Our experimental results on Mediabench/CHStone benchmarks running on various Chip-Multiprocessor configurations and software stacks (RTOS, virtualization, secure execution) showed that SPMVisor enhances performance by 71 % on average and reduces power consumption by 79 % on average with respect to traditional context switching schemes. We showed the benefits of using vSPMs in a various environments (a RTOS multi-tasking environment, a virtualization environment, and a trusted execution environment). Furthermore, we explored the effects of mapping instructions and data onto vSPMs, and showed that sharing on-chip space reduces both execution time and energy by an average 16 % and 12 % respectively. We then compared our priority-driven memory allocation scheme with traditional dynamic allocation and showed an average 54 % execution time reduction and 65 % energy savings. Finally, to further validate the SPMVisor’s benefits, we modified the initial bus-based architecture to include a mesh-based CMP with up to 4×4 nodes. We were able to observe that SPMVisor’s priority-driven allocator was able to reduce execution time by an average 17 % with respect to competing allocation policies, while saving an average 65 % across various architectural configurations. We were also able to observe that SPMVisor reduces execution time by an average 12.6 % with respect to competing allocation policies, while saving an average 63.5 % in total energy for various architectural configuration running 1024 jobs. We also varied the SPM’s sizes and were able to see that the SPMVisor is able to reduce execution time by an average 17.7 % with respect to the Spatial allocation policy, while saving an average 43.7 % in total energy.

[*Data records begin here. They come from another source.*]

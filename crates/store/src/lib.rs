//! Persistence for the storefront.
//!
//! The [`Store`] trait is the single port the domain talks to. Two
//! implementations are provided: [`InMemoryStore`] for tests and local runs,
//! and [`PostgresStore`] for production.

pub mod error;
pub mod memory;
pub mod model;
pub mod postgres;
pub mod store;

pub use error::{Result, StoreError};
pub use memory::InMemoryStore;
pub use model::{
    Address, Brand, Cart, CartLine, Category, NewOrder, NewOrderLine, NewProduct, NewReview,
    NewUser, Order, OrderLine, Product, ProductFilter, ProductPatch, Review, ReviewPatch, Role,
    User, Wishlist, WishlistEntry,
};
pub use postgres::PostgresStore;
pub use store::{Store, StoreExt};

To show the benefits of our virtualization layer we bypassed the data cache, and the instruction cache (some instances), however, even with the presence of both instruction and data caches, we feel that our layer can still outperform traditional SPM management schemes in a multi-tasking environment.

Our scheme does indeed have some limitations: (1) The scalability of the SPMVisor as we migrate towards many-core platforms. (2) The overheads of the purely-software virtualization layer. (3) The area, performance, and power overheads of the hardware SPMVisor. Finally, (4) The granularity of the SPM dynamic allocator. Thus, these limitations motivate the need for further research in the area.

Our current and future work includes the integration of the SPMVisor into the OS/hypervisor layer as software module, tightly coupling the SPMVisor into a fully functional hardware/software virtual layer, exploration of the overheads due to full application sandboxing, exploring how to modify the SPMVisor to support real-time on-chip memory management, and exploring the scalability of the SPMVisor in a many-core architecture configuration platform.